Urine color is the most practical, real-time indicator of hydration. Researchers use an eight-point color scale running from pale yellow (well-hydrated) to dark greenish-brown (severely dehydrated). You don’t need the clinical chart to use this: aim for a light straw color. If your urine is consistently dark yellow or amber, you need more fluid. If it’s nearly colorless, you may be overdoing it.

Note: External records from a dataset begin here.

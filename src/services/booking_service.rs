//! Booking service - the write path.
//!
//! Cheap pre-checks (business open, slot inside hours, not in the past)
//! run outside the transaction. The authoritative conflict check runs
//! again inside a serializable transaction together with the insert, so
//! two racing requests for the same slot cannot both commit.

use async_trait::async_trait;
use chrono::{NaiveDate, NaiveTime};
use std::sync::Arc;
use uuid::Uuid;

use crate::domain::schedule::minute_of_day;
use crate::domain::{
    open_status_at, resolve_hours, validate_booking, Appointment, AppointmentStatus, CustomerInfo,
    EffectiveHours, NewAppointment, ServiceOffering,
};
use crate::errors::{AppError, AppResult};
use crate::infra::UnitOfWork;

use super::availability_service::now_local;

/// Validated input for [`BookingService::book`].
#[derive(Debug, Clone)]
pub struct BookingRequest {
    pub business_id: Uuid,
    pub service_id: Uuid,
    pub date: NaiveDate,
    pub start_time: NaiveTime,
    pub customer: CustomerInfo,
}

/// Appointment lifecycle operations exposed to the API layer.
#[async_trait]
pub trait BookingService: Send + Sync {
    /// Book a slot. Returns the confirmed appointment, or `SlotTaken`
    /// when another booking won the slot first.
    async fn book(&self, request: BookingRequest) -> AppResult<Appointment>;

    /// Cancel an appointment. Allowed from `pending` and `confirmed`.
    async fn cancel(&self, appointment_id: Uuid) -> AppResult<Appointment>;

    /// Mark an appointment completed. Allowed from `confirmed` only.
    async fn complete(&self, appointment_id: Uuid) -> AppResult<Appointment>;
}

/// Concrete implementation of [`BookingService`] using Unit of Work.
pub struct BookingManager<U: UnitOfWork> {
    uow: Arc<U>,
}

impl<U: UnitOfWork> BookingManager<U> {
    pub fn new(uow: Arc<U>) -> Self {
        Self { uow }
    }

    /// Pre-checks against effective hours. These catch honest mistakes
    /// early; the transaction re-check is what guarantees correctness.
    async fn check_bookable(
        &self,
        request: &BookingRequest,
        service: &ServiceOffering,
    ) -> AppResult<()> {
        let business = self
            .uow
            .businesses()
            .find_by_id(request.business_id)
            .await?
            .ok_or(AppError::NotFound)?;
        let exceptions = self
            .uow
            .exceptions()
            .list_for_business(request.business_id)
            .await?;

        let hours = resolve_hours(&business.schedule, &exceptions, request.date);
        let (open, close) = match hours {
            EffectiveHours::Open { open, close } => (open, close),
            EffectiveHours::Closed { reason } => {
                let status = open_status_at(&business.schedule, &exceptions, now_local());
                return Err(AppError::BusinessClosed {
                    reason,
                    next_open: status.next_open,
                });
            }
        };

        let start = minute_of_day(request.start_time);
        let end = start + i64::from(service.duration_minutes);
        if start < minute_of_day(open) || end > minute_of_day(close) {
            return Err(AppError::validation(
                "requested time is outside business hours",
            ));
        }

        let now = now_local();
        if request.date < now.date()
            || (request.date == now.date() && request.start_time <= now.time())
        {
            return Err(AppError::validation("cannot book a slot in the past"));
        }

        Ok(())
    }

    async fn transition(
        &self,
        appointment_id: Uuid,
        target: AppointmentStatus,
    ) -> AppResult<Appointment> {
        self.uow
            .transaction(move |ctx| {
                Box::pin(async move {
                    let appointment = ctx
                        .appointments()
                        .find_by_id(appointment_id)
                        .await?
                        .ok_or(AppError::NotFound)?;
                    if !appointment.status.can_transition_to(target) {
                        return Err(AppError::validation(format!(
                            "cannot move appointment from {} to {}",
                            appointment.status, target
                        )));
                    }
                    ctx.appointments().set_status(appointment_id, target).await
                })
            })
            .await
    }
}

#[async_trait]
impl<U: UnitOfWork> BookingService for BookingManager<U> {
    async fn book(&self, request: BookingRequest) -> AppResult<Appointment> {
        let service = self
            .uow
            .services()
            .find_by_id(request.service_id)
            .await?
            .ok_or(AppError::NotFound)?;
        if service.business_id != request.business_id {
            return Err(AppError::NotFound);
        }

        self.check_bookable(&request, &service).await?;

        let new = NewAppointment {
            business_id: request.business_id,
            service_id: request.service_id,
            date: request.date,
            start_time: request.start_time,
            duration_minutes: service.duration_minutes,
            status: AppointmentStatus::Confirmed,
            customer: request.customer,
        };

        let appointment = self
            .uow
            .transaction_serializable(move |ctx| {
                Box::pin(async move {
                    let existing = ctx
                        .appointments()
                        .find_active_for_date(new.business_id, new.date)
                        .await?;
                    validate_booking(new.start_time, new.duration_minutes, &existing)
                        .map_err(|conflicting_id| AppError::SlotTaken { conflicting_id })?;
                    ctx.appointments().insert(new).await
                })
            })
            .await?;

        tracing::info!(
            appointment_id = %appointment.id,
            business_id = %appointment.business_id,
            date = %appointment.date,
            "Appointment booked"
        );
        Ok(appointment)
    }

    async fn cancel(&self, appointment_id: Uuid) -> AppResult<Appointment> {
        let appointment = self
            .transition(appointment_id, AppointmentStatus::Cancelled)
            .await?;
        tracing::info!(appointment_id = %appointment.id, "Appointment cancelled");
        Ok(appointment)
    }

    async fn complete(&self, appointment_id: Uuid) -> AppResult<Appointment> {
        self.transition(appointment_id, AppointmentStatus::Completed)
            .await
    }
}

Keep in mind that certain vitamins, especially B vitamins, can turn urine bright yellow regardless of hydration. Beets and some medications can also change the color. Outside of those situations, urine color is a reliable daily check that’s more useful than obsessively tracking ounces.

A Practical Daily Target

For most adult women, drinking about 9 cups (72 ounces) of fluids per day, combined with a normal diet, will meet the 95-ounce total water goal. For most adult men, about 13 cups (104 ounces) of fluids covers the 131-ounce target. Add extra fluid for exercise, heat, or breastfeeding. Subtract if you have a condition requiring fluid restriction.

These are starting points, not mandates. Your body size, activity level, climate, and overall diet all shift the number. Rather than fixating on a precise ounce count, use the combination of a reasonable daily drinking goal and a quick urine-color check to stay on track.